Two-year-note auction during session seen getting good demand
By Deborah Levine, MarketWatch
NEW YORK (MarketWatch) -- Treasury prices jumped on Tuesday, pushing 10-year yields to the lowest since April 2009, as investors fled stock markets and the euro on concerns about tensions in Korea, Spanish bank worries and rising stresses in inter-bank lending markets.
Yields on 10-year notes (UST10Y 3.14, -0.06, -1.75%) fell 8 basis points to 3.13%. They earlier touched 3.07%, the lowest in 13 months. Bond yields move inversely to prices and a basis point is 0.01%.
Yields on 2-year notes (UST2YR 0.72, -0.02, -2.31%) declined 2 basis points to 0.71%, after falling as low as 0.67% earlier - the lowest since December. The two-year yield's all-time low, reached during the depths of the financial crisis, was 0.65%.
Yields on 30-year bonds (UST30Y 4.04, -0.05, -1.17%) fell 7 basis points to 4.03%, after dipping below 4% earlier and touching a 7-month low.
Following on Monday's failure of a Spanish regional lender, the International Monetary Fund warned that Spain must do more to accelerate the consolidation of its banking sector.
Also, demand for the relative security of U.S. debt rose following news reports Tuesday that the North Korean government ordered its citizens and troops last week to be ready for combat. That followed South Korea's move to suspend trade ties with the North. Read more about Korea.
Additionally, more attention is being paid to the rising cost that banks charge each other for loans, namely the 3-month London interbank offered rate for dollars. Other money-market rates, including a key metric for corporate debt markets, also jumped to the highest in a year. Read about Ted spread, swap spreads.

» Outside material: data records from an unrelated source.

//! Candidate value coercion shared by the normalizers.
//!
//! # Invariants
//! - Every helper is total: malformed input yields the supplied default.
//! - Counts never exceed `MAX_LAYOUT_COUNT`, so no layer can be asked to
//!   sample an unbounded number of points.

use serde_json::Value;

/// Upper bound for any count accepted from an override.
pub const MAX_LAYOUT_COUNT: usize = 4096;

/// Returns the finite, strictly positive number held by `value`.
pub(crate) fn positive_number(value: Option<&Value>) -> Option<f64> {
    let number = value?.as_f64()?;
    (number.is_finite() && number > 0.0).then_some(number)
}

/// Positive-or-default rule for divisors and ratios.
pub(crate) fn positive_or(value: Option<&Value>, default: f64) -> f64 {
    positive_number(value).unwrap_or(default)
}

/// Floors a positive candidate into a count.
///
/// Counts below `min` or above `MAX_LAYOUT_COUNT` fall back to `default`.
pub(crate) fn count_or(value: Option<&Value>, default: usize, min: usize) -> usize {
    let Some(number) = positive_number(value) else {
        return default;
    };
    let floored = number.floor();
    if floored < min as f64 || floored > MAX_LAYOUT_COUNT as f64 {
        return default;
    }
    floored as usize
}

/// Clamps an opacity-like candidate into `[0, 1]`.
///
/// Non-numeric candidates use `default`, which is clamped as well.
pub(crate) fn unit_or(value: Option<&Value>, default: f64) -> f64 {
    match value.and_then(Value::as_f64) {
        Some(number) if number.is_finite() => number.clamp(0.0, 1.0),
        _ => default.clamp(0.0, 1.0),
    }
}

/// Resolves a dotted path such as `lattice.pillar`.
pub(crate) fn lookup<'a>(value: &'a Value, path: &str) -> Option<&'a Value> {
    path.split('.')
        .try_fold(value, |current, key| current.get(key))
}

#[cfg(test)]
mod tests {
    use super::{count_or, lookup, positive_or, unit_or, MAX_LAYOUT_COUNT};
    use serde_json::json;

    #[test]
    fn positive_or_rejects_zero_negative_and_strings() {
        assert_eq!(positive_or(Some(&json!(0)), 3.0), 3.0);
        assert_eq!(positive_or(Some(&json!(-4.5)), 3.0), 3.0);
        assert_eq!(positive_or(Some(&json!("9")), 3.0), 3.0);
        assert_eq!(positive_or(None, 3.0), 3.0);
        assert_eq!(positive_or(Some(&json!(2.5)), 3.0), 2.5);
    }

    #[test]
    fn count_or_floors_and_enforces_bounds() {
        assert_eq!(count_or(Some(&json!(7.9)), 3, 2), 7);
        assert_eq!(count_or(Some(&json!(1)), 3, 2), 3);
        assert_eq!(count_or(Some(&json!(MAX_LAYOUT_COUNT + 1)), 3, 1), 3);
    }

    #[test]
    fn unit_or_clamps_instead_of_rejecting() {
        assert_eq!(unit_or(Some(&json!(1.7)), 0.5), 1.0);
        assert_eq!(unit_or(Some(&json!(-0.2)), 0.5), 0.0);
        assert_eq!(unit_or(Some(&json!(null)), 0.5), 0.5);
    }

    #[test]
    fn lookup_walks_dotted_paths() {
        let value = json!({"lattice": {"pillar": 4}});
        assert_eq!(lookup(&value, "lattice.pillar"), Some(&json!(4)));
        assert!(lookup(&value, "lattice.gate").is_none());
    }
}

The market's focus is "on the uneasiness of the Libor fixing with the Spanish bank consolidation in place indicative of ongoing crisis mode in Europe," said John Spinello, Treasury strategist at Jefferies & Co.

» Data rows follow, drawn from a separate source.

//! Layer 4: eight-point lattice star behind a double helix.

use std::f64::consts::{FRAC_PI_2, TAU};

use super::{growth_factor, Frame, MAX_TURNS};
use crate::config::geometry::{HelixGeometry, LATTICE_POINTS};
use crate::config::numerology::NumerologyConstants;
use crate::config::palette::Palette;
use crate::render::canvas::{DrawContext, Paint, Point};

/// Vertex stride of the `{8/3}` star polygon.
const STAR_STRIDE: usize = 3;

#[derive(Debug, Clone, Copy, PartialEq, Eq)]
pub struct HelixStats {
    pub lattice_points: usize,
    pub strands: usize,
    pub samples_per_strand: usize,
    pub rungs: usize,
}

/// Outer lattice radius, also used as the overlay radius.
pub fn lattice_radius(frame: &Frame, config: &HelixGeometry) -> f64 {
    (frame.min_side / config.lattice_radius_divisor).min(frame.max_radius())
}

fn ring(center: Point, radius: f64) -> Vec<Point> {
    (0..LATTICE_POINTS)
        .map(|k| center.polar(radius, TAU * k as f64 / LATTICE_POINTS as f64 - FRAC_PI_2))
        .collect()
}

/// Closed star path: every third vertex of the outer ring.
fn star_path(vertices: &[Point]) -> Vec<Point> {
    (0..=vertices.len())
        .map(|k| vertices[(k * STAR_STRIDE) % vertices.len()])
        .collect()
}

fn closed(mut points: Vec<Point>) -> Vec<Point> {
    if let Some(first) = points.first().copied() {
        points.push(first);
    }
    points
}

/// Samples of both strands, top to bottom across the inner height.
pub fn strand_points(
    frame: &Frame,
    config: &HelixGeometry,
) -> (Vec<Point>, Vec<Point>) {
    let amplitude = (frame.min_side / config.amplitude_divisor).min(frame.inner.width / 2.0);
    let last = (config.sample_count.max(2) - 1) as f64;
    let wave = TAU * config.wave_turns.min(MAX_TURNS);
    let strand = |phase: f64| -> Vec<Point> {
        (0..config.sample_count.max(2))
            .map(|index| {
                let t = index as f64 / last;
                Point::new(
                    frame.center.x + amplitude * (wave * t + phase).sin(),
                    frame.inner.y + t * frame.inner.height,
                )
            })
            .collect()
    };
    (strand(0.0), strand(config.phase_offset))
}

/// Sample indices joined by a rung, evenly spread from first to last.
pub fn rung_indices(sample_count: usize, rung_count: usize) -> Vec<usize> {
    let rung_count = rung_count.min(sample_count);
    match rung_count {
        0 => Vec::new(),
        1 => vec![(sample_count - 1) / 2],
        _ => {
            let step = (sample_count - 1) as f64 / (rung_count - 1) as f64;
            (0..rung_count)
                .map(|k| (k as f64 * step).round() as usize)
                .collect()
        }
    }
}

pub fn draw(
    ctx: &mut dyn DrawContext,
    frame: &Frame,
    palette: &Palette,
    constants: &NumerologyConstants,
    config: &HelixGeometry,
) -> HelixStats {
    let outer = lattice_radius(frame, config);
    let inner = outer / growth_factor(constants.golden_ratio);
    let lattice = Paint::solid(palette.layer(4))
        .with_alpha(config.alpha)
        .with_line_width(frame.stroke);
    let vertices = ring(frame.center, outer);
    ctx.stroke_path(&star_path(&vertices), &lattice);
    ctx.stroke_path(&closed(ring(frame.center, inner)), &lattice);

    let (strand_a, strand_b) = strand_points(frame, config);
    ctx.stroke_path(
        &strand_a,
        &Paint::solid(palette.layer(4))
            .with_alpha(config.alpha)
            .with_line_width(frame.scaled_stroke(constants.golden_ratio)),
    );
    ctx.stroke_path(
        &strand_b,
        &Paint::solid(palette.layer(5))
            .with_alpha(config.alpha)
            .with_line_width(frame.scaled_stroke(constants.golden_ratio)),
    );

    let rung = Paint::solid(palette.layer(5))
        .with_alpha(config.alpha / constants.golden_ratio.max(1.0))
        .with_line_width(frame.stroke);
    let rungs = rung_indices(strand_a.len(), config.cross_tie_count);
    for &index in &rungs {
        ctx.stroke_path(&[strand_a[index], strand_b[index]], &rung);
    }

    HelixStats {
        lattice_points: vertices.len(),
        strands: 2,
        samples_per_strand: strand_a.len(),
        rungs: rungs.len(),
    }
}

The euro (CUR_EURUSD 1.2250, -0.0092, -0.7454%) traded at $1.2236, down from $1.2399 late Monday, opening up the prospect of a test of the four-year low near $1.2144 set on May 19. Read about dollar, euro.
Auction on tap
The bond market also readied for the first of three big note auction this week, beginning with the sale of $42 billion 2-year notes later in the session.
The amount is $2 billion less than last month's sale of the securities.
Bids are due at 1 p.m. Eastern time. See results from recent auctions.
Still, the U.S. securities are likely to look attractive to investors, especially to America's biggest buyers in Asia, compared to yields in high-grade European countries, according to David Ader and Ian Lyngen, bond strategists at CRT Capital Group.
U.S. 2-year yields are still higher than Germany's at 0.43% and France's 0.58%.
U.S. 2-year notes yield 63 basis points more than comparable Swiss debt, according to CRT.
The key metric to watch following auctions to gauge demand from foreign central banks is how much of the sale goes to a group called indirect bidders.
"Watch indirect bidding in 2-year notes and the rest of the auctions because the interest we anticipate won't be about value in U.S. centric terms," Ader and Lyngen wrote in a note.
At the last four auctions of 2-year debt, each for $44 billion, indirect bidders bought an average of 40.6% of the sale.
Direct bidders, a group that include domestic money managers, purchased an average of 13.6% at the last four sales, according to CRT.
Overall, bidders offered to buy an average of 3.12 times the amount of debt sold at the last four auctions.